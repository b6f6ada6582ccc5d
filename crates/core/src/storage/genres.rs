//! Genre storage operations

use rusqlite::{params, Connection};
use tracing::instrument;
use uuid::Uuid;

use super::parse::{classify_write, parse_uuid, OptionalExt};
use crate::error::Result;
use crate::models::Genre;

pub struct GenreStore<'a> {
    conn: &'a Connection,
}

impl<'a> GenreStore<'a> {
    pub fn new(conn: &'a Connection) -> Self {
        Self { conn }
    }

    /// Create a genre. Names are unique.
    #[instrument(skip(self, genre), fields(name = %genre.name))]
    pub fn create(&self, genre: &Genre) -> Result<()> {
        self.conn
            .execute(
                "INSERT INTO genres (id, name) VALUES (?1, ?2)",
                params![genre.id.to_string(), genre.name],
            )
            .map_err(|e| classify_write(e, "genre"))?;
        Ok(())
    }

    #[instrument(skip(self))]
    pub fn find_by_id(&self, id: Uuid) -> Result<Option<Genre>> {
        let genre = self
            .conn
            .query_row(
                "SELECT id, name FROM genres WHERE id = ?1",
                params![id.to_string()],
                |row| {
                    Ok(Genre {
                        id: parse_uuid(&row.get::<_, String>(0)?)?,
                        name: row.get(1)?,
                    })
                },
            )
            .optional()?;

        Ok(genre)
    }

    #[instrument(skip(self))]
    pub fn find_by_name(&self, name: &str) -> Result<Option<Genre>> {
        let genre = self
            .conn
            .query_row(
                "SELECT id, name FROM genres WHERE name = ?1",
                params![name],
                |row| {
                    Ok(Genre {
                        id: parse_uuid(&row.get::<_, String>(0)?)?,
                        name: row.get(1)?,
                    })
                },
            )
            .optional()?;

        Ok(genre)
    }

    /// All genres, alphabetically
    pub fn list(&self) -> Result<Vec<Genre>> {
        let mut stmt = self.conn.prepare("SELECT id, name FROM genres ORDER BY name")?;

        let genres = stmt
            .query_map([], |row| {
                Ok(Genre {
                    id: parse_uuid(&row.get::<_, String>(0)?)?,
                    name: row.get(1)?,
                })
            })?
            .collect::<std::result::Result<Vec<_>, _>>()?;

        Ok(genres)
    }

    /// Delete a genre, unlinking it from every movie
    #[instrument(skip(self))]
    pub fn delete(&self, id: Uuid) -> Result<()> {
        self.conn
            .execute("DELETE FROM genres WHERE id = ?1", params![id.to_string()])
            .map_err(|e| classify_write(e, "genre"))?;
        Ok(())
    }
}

-*-

YOUR OBJECTIVE: Return every line from the material that contains the word "SELECT".

RESPONSE:
                "SELECT id, name FROM genres WHERE id = ?1",
                "SELECT id, name FROM genres WHERE name = ?1",
        let mut stmt = self.conn.prepare("SELECT id, name FROM genres ORDER BY name")?;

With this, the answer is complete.